Thanks to all of you for responding. It helps to know that I am not alone. The crazy thing about this situation is that there is no physical proof of anything to anyone on the outside; it's all verbal/emotional mayhem either one on one or with the kids around. While I know people from the activities that my kids are in, it's not well enough to bring the subject of my husband up. And I have very little practice even bringing this difficult subject up, especially at a busy sports event. I suppose it goes back to not having anyone to talk to about my Nmom, so I just didn't.  (Dad always stayed far away from her in another section of the house....this is starting to sound familiar). I don't mean to sound difficult; I just feel like the day to day stuff is so time consuming.

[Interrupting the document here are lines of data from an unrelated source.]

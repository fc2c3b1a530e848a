//! Validation sessions
//!
//! A [`Session`] evaluates any number of [`Context`]s and keeps the rendered
//! failure messages grouped by field identifier. A context without an explicit
//! name is recorded as `value_<n>`, where `n` counts the contexts validated by
//! this session so far (starting at 0).
//!
//! # Examples
//!
//! ```
//! use weir::{Context, Session};
//!
//! let session = Session::new()
//!     .check(Context::new(17).named("age").greater_or_equal_to(18))
//!     .check(Context::new("ada@example.com").named("email").not().blank());
//!
//! assert!(!session.valid());
//! assert_eq!(
//!     session.error_by_key("age"),
//!     Some(&["Age must be greater than or equal to \"18\"".to_string()][..])
//! );
//! assert!(session.is_valid("email"));
//! ```

use std::collections::{BTreeMap, HashMap};
use std::fmt;
use std::sync::Arc;

use parking_lot::RwLock;

use crate::context::{Context, Mode};
use crate::error::{FieldError, ValidationError};
use crate::locale::{self, LocaleRegistry};
use crate::template::{self, Params};
use crate::value::ToValue;

/// Per-session rendering configuration.
#[derive(Default, Clone)]
pub struct Options {
    /// Locale to render messages in. `None` uses the registry's active locale.
    pub locale: Option<String>,
    /// Templates by error key, consulted before any locale.
    pub messages: HashMap<String, String>,
    /// Registry to render with instead of the process-wide one.
    pub registry: Option<Arc<RwLock<LocaleRegistry>>>,
}

impl Options {
    /// Render in `locale`.
    pub fn with_locale(mut self, locale: impl Into<String>) -> Self {
        self.locale = Some(locale.into());
        self
    }

    /// Use `template` for every failure raising `key`.
    pub fn with_message(mut self, key: impl Into<String>, template: impl Into<String>) -> Self {
        self.messages.insert(key.into(), template.into());
        self
    }

    /// Render with `registry` instead of the process-wide registry.
    pub fn with_registry(mut self, registry: Arc<RwLock<LocaleRegistry>>) -> Self {
        self.registry = Some(registry);
        self
    }

    fn render(&self, key: &str, params: &Params, fragment_template: Option<&str>) -> String {
        let override_template =
            fragment_template.or_else(|| self.messages.get(key).map(String::as_str));
        let locale = self.locale.as_deref();
        match &self.registry {
            Some(registry) => registry.read().render(key, params, override_template, locale),
            None => locale::render(key, params, override_template, locale),
        }
    }
}

impl fmt::Debug for Options {
    fn fmt(&self, f: &mut fmt::Formatter<'_>) -> fmt::Result {
        f.debug_struct("Options")
            .field("locale", &self.locale)
            .field("messages", &self.messages)
            .field("registry", &self.registry.as_ref().map(|_| "custom"))
            .finish()
    }
}

/// Failures collected across one or more validated contexts.
#[derive(Debug, Clone)]
pub struct Session {
    valid: bool,
    current_index: usize,
    errors: BTreeMap<String, FieldError>,
    options: Options,
}

impl Default for Session {
    fn default() -> Self {
        Session::with_options(Options::default())
    }
}

impl Session {
    /// An empty, valid session rendering through the process-wide registry.
    pub fn new() -> Self {
        Session::default()
    }

    /// An empty session with explicit rendering options.
    pub fn with_options(options: Options) -> Self {
        Session {
            valid: true,
            current_index: 0,
            errors: BTreeMap::new(),
            options,
        }
    }

    /// An empty session rendering in `locale`.
    pub fn with_locale(locale: impl Into<String>) -> Self {
        Session::with_options(Options::default().with_locale(locale))
    }

    /// Rendering options.
    pub fn options(&self) -> &Options {
        &self.options
    }

    /// Validate `context` fail-fast and return the session.
    pub fn is(mut self, context: Context<'_>) -> Self {
        self.validate(context, Mode::FailFast);
        self
    }

    /// Validate `context` exhaustively and return the session.
    pub fn check(mut self, context: Context<'_>) -> Self {
        self.validate(context, Mode::Exhaustive);
        self
    }

    /// Evaluate `context` in `mode` and record its failures.
    ///
    /// Returns the context's outcome. The session stays invalid once any
    /// validated context failed.
    pub fn validate(&mut self, context: Context<'_>, mode: Mode) -> bool {
        let index = self.current_index;
        self.current_index += 1;

        let field = match context.name() {
            Some(name) => name.to_owned(),
            None => format!("value_{index}"),
        };
        let title = match context.title() {
            Some(title) => title.to_owned(),
            None => template::humanize(&field),
        };

        let evaluation = context.evaluate(mode);
        #[cfg(feature = "tracing")]
        tracing::debug!(
            field = %field,
            ?mode,
            fragments = context.fragments().len(),
            valid = evaluation.is_valid(),
            "context evaluated"
        );

        if evaluation.is_valid() {
            return true;
        }
        self.valid = false;

        for &i in evaluation.failed() {
            let fragment = &context.fragments()[i];
            let key = fragment.error_key();
            let mut params = fragment.params().clone();
            params
                .entry("title".to_owned())
                .or_insert_with(|| title.to_value());
            params
                .entry("name".to_owned())
                .or_insert_with(|| field.to_value());

            let message = self.options.render(&key, &params, fragment.template());
            self.field_entry(&field, &title).push(message);
        }
        false
    }

    /// Record a literal message against `field` and invalidate the session.
    pub fn add_error_message(&mut self, field: &str, message: impl Into<String>) {
        self.valid = false;
        let title = template::humanize(field);
        self.field_entry(field, &title).push(message);
    }

    /// Fold `other` into this session.
    ///
    /// Messages are appended per field; the result is valid only if both were.
    pub fn merge(&mut self, other: Session) {
        self.absorb(other, |name| name.to_owned());
    }

    /// Fold `other` in, prefixing its field identifiers with `name.`.
    ///
    /// ```
    /// use weir::{Context, Session};
    ///
    /// let address = weir::check(Context::new("").named("street").not().blank());
    /// let mut session = Session::new();
    /// session.in_scope("address", address);
    ///
    /// assert!(!session.is_valid("address.street"));
    /// ```
    pub fn in_scope(&mut self, name: &str, other: Session) {
        self.absorb(other, |field| format!("{name}.{field}"));
    }

    /// Fold `other` in as element `index` of the list `name`.
    ///
    /// Field identifiers are prefixed with `name[index].`.
    pub fn in_row(&mut self, name: &str, index: usize, other: Session) {
        self.absorb(other, |field| format!("{name}[{index}].{field}"));
    }

    fn absorb(&mut self, other: Session, rename: impl Fn(&str) -> String) {
        self.valid &= other.valid;
        for (name, error) in other.errors {
            let name = rename(&name);
            match self.errors.get_mut(&name) {
                Some(existing) => {
                    for message in error.messages() {
                        existing.push(message.as_str());
                    }
                }
                None => {
                    self.errors.insert(name.clone(), error.renamed(name));
                }
            }
        }
    }

    fn field_entry(&mut self, field: &str, title: &str) -> &mut FieldError {
        self.errors
            .entry(field.to_owned())
            .or_insert_with(|| FieldError::new(field, title))
    }

    /// Whether every validated context passed.
    pub fn valid(&self) -> bool {
        self.valid
    }

    /// Whether `field` has no recorded failure.
    pub fn is_valid(&self, field: &str) -> bool {
        self.errors.get(field).map_or(true, FieldError::is_empty)
    }

    /// Failures by field identifier.
    pub fn errors(&self) -> &BTreeMap<String, FieldError> {
        &self.errors
    }

    /// Messages recorded for `field`.
    pub fn error_by_key(&self, field: &str) -> Option<&[String]> {
        self.errors.get(field).map(FieldError::messages)
    }

    /// The failures as an error, if the session is invalid.
    pub fn error(&self) -> Option<ValidationError> {
        if self.valid {
            None
        } else {
            Some(ValidationError::new(self.errors.clone()))
        }
    }

    /// `Ok(())` when valid, otherwise the collected failures.
    pub fn into_result(self) -> Result<(), ValidationError> {
        if self.valid {
            Ok(())
        } else {
            Err(ValidationError::new(self.errors))
        }
    }
}

/// Validate one context fail-fast in a fresh session.
///
/// ```
/// use weir::Context;
///
/// let session = weir::is(Context::new(1).equal_to(2).greater_than(0));
/// assert_eq!(session.error_by_key("value_0").map(<[_]>::len), Some(1));
/// ```
pub fn is(context: Context<'_>) -> Session {
    Session::new().is(context)
}

/// Validate one context exhaustively in a fresh session.
pub fn check(context: Context<'_>) -> Session {
    Session::new().check(context)
}

/// Validate every context fail-fast in one fresh session.
pub fn is_all<'a>(contexts: impl IntoIterator<Item = Context<'a>>) -> Session {
    contexts.into_iter().fold(Session::new(), Session::is)
}

/// Validate every context exhaustively in one fresh session.
pub fn check_all<'a>(contexts: impl IntoIterator<Item = Context<'a>>) -> Session {
    contexts.into_iter().fold(Session::new(), Session::check)
}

On the subject of using his health insurance from his employer: he would find out because the insurance company sends all billing info to him and he sees it. He has made fun of me in the past in front of the kids, saying that I'm so messed up, so weak compared to him for suggesting to see a counselor. Him seeing the records would bring this all on big time and I don't yet know how to counter all that. He will become very loud and verbally abusive at the drop of a hat. He will go on for days putting me down and claiming that the insurance is all his.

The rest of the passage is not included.